[Saved entries]
-.-.-

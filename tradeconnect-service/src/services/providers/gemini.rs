//! Gemini AI provider implementation.
//!
//! Calls the `generateContent` REST method with a system instruction fixed at
//! construction time and the caller's message as a single user turn.

use super::{FinishReason, ProviderError, ProviderResponse, TextProvider};
use async_trait::async_trait;
use reqwest::{Client, StatusCode};
use secrecy::{ExposeSecret, Secret};
use serde::{Deserialize, Serialize};

/// Header carrying the API key. Keeping the key out of the URL keeps it out
/// of `reqwest` error messages as well.
const API_KEY_HEADER: &str = "x-goog-api-key";

/// Gemini provider configuration.
#[derive(Debug, Clone)]
pub struct GeminiConfig {
    pub api_key: Secret<String>,
    pub model: String,
    pub system_instruction: String,
    /// API root, e.g. `https://generativelanguage.googleapis.com/v1beta`.
    pub base_url: String,
}

/// Gemini text provider.
pub struct GeminiTextProvider {
    config: GeminiConfig,
    client: Client,
    system_instruction: Content,
}

impl GeminiTextProvider {
    pub fn new(config: GeminiConfig) -> Result<Self, ProviderError> {
        if config.api_key.expose_secret().is_empty() {
            return Err(ProviderError::NotConfigured(
                "Gemini API key not configured".to_string(),
            ));
        }

        // No timeout: a call runs until the API answers or the connection fails.
        let client = Client::builder().build().map_err(ProviderError::Network)?;

        let system_instruction = Content {
            role: None,
            parts: vec![Part {
                text: Some(config.system_instruction.clone()),
            }],
        };

        Ok(Self {
            config,
            client,
            system_instruction,
        })
    }

    fn api_url(&self) -> String {
        format!(
            "{}/models/{}:generateContent",
            self.config.base_url.trim_end_matches('/'),
            self.config.model
        )
    }
}

#[async_trait]
impl TextProvider for GeminiTextProvider {
    async fn generate(&self, prompt: &str) -> Result<ProviderResponse, ProviderError> {
        let request = GenerateContentRequest {
            system_instruction: &self.system_instruction,
            contents: vec![Content {
                role: Some("user".to_string()),
                parts: vec![Part {
                    text: Some(prompt.to_string()),
                }],
            }],
        };

        tracing::debug!(
            model = %self.config.model,
            prompt_len = prompt.len(),
            "Sending request to Gemini API"
        );

        let response = self
            .client
            .post(self.api_url())
            .header(API_KEY_HEADER, self.config.api_key.expose_secret())
            .json(&request)
            .send()
            .await
            .map_err(ProviderError::Network)?;

        let status = response.status();
        if !status.is_success() {
            let error_text = response.text().await.unwrap_or_default();

            if status == StatusCode::TOO_MANY_REQUESTS {
                return Err(ProviderError::RateLimited);
            }

            return Err(ProviderError::ApiError(format!(
                "Gemini API error {}: {}",
                status,
                api_error_message(&error_text)
            )));
        }

        let body = response.text().await.map_err(ProviderError::Network)?;
        let api_response: GenerateContentResponse = serde_json::from_str(&body).map_err(|e| {
            ProviderError::InvalidResponse(format!("Failed to parse response: {}", e))
        })?;

        interpret(api_response)
    }

    fn model(&self) -> &str {
        &self.config.model
    }
}

fn interpret(api_response: GenerateContentResponse) -> Result<ProviderResponse, ProviderError> {
    let candidate = api_response.candidates.first();

    if candidate.is_none()
        && api_response
            .prompt_feedback
            .as_ref()
            .is_some_and(|f| f.block_reason.is_some())
    {
        return Err(ProviderError::ContentFiltered);
    }

    let finish_reason = FinishReason::from_api(
        candidate.and_then(|c| c.finish_reason.as_deref()),
    );
    if finish_reason == FinishReason::ContentFilter {
        return Err(ProviderError::ContentFiltered);
    }

    // The reply is every text part of the first candidate, in order.
    let text = candidate
        .and_then(|c| c.content.as_ref())
        .map(|content| {
            content
                .parts
                .iter()
                .filter_map(|p| p.text.as_deref())
                .collect::<Vec<_>>()
        })
        .filter(|texts| !texts.is_empty())
        .map(|texts| texts.concat());

    let usage = api_response.usage_metadata.unwrap_or_default();

    Ok(ProviderResponse {
        text,
        input_tokens: usage.prompt_token_count.unwrap_or(0),
        output_tokens: usage.candidates_token_count.unwrap_or(0),
        finish_reason,
    })
}

/// Pull `error.message` out of a Gemini error body, else return it as is.
fn api_error_message(body: &str) -> String {
    serde_json::from_str::<ApiErrorBody>(body)
        .map(|b| b.error.message)
        .unwrap_or_else(|_| body.to_string())
}

// ============================================================================
// Gemini API Request/Response Types
// ============================================================================

#[derive(Debug, Serialize)]
#[serde(rename_all = "camelCase")]
struct GenerateContentRequest<'a> {
    system_instruction: &'a Content,
    contents: Vec<Content>,
}

#[derive(Debug, Serialize, Deserialize)]
#[serde(rename_all = "camelCase")]
struct Content {
    #[serde(default, skip_serializing_if = "Option::is_none")]
    role: Option<String>,
    #[serde(default)]
    parts: Vec<Part>,
}

/// Only text parts are produced or read; other part kinds deserialize with
/// `text: None`.
#[derive(Debug, Serialize, Deserialize)]
struct Part {
    #[serde(default, skip_serializing_if = "Option::is_none")]
    text: Option<String>,
}

#[derive(Debug, Deserialize)]
#[serde(rename_all = "camelCase")]
struct GenerateContentResponse {
    #[serde(default)]
    candidates: Vec<Candidate>,
    #[serde(default)]
    prompt_feedback: Option<PromptFeedback>,
    #[serde(default)]
    usage_metadata: Option<UsageMetadata>,
}

#[derive(Debug, Deserialize)]
#[serde(rename_all = "camelCase")]
struct Candidate {
    #[serde(default)]
    content: Option<Content>,
    #[serde(default)]
    finish_reason: Option<String>,
}

#[derive(Debug, Deserialize)]
#[serde(rename_all = "camelCase")]
struct PromptFeedback {
    #[serde(default)]
    block_reason: Option<String>,
}

#[derive(Debug, Deserialize, Default)]
#[serde(rename_all = "camelCase")]
struct UsageMetadata {
    prompt_token_count: Option<i32>,
    candidates_token_count: Option<i32>,
}

#[derive(Debug, Deserialize)]
struct ApiErrorBody {
    error: ApiErrorDetail,
}

#[derive(Debug, Deserialize)]
struct ApiErrorDetail {
    message: String,
}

-.-.-

TASK REQUIREMENTS
Please go through the data above and copy each line that has the word "contents".

EXERCISE SOLUTION
            contents: vec![Content {
    contents: Vec<Content>,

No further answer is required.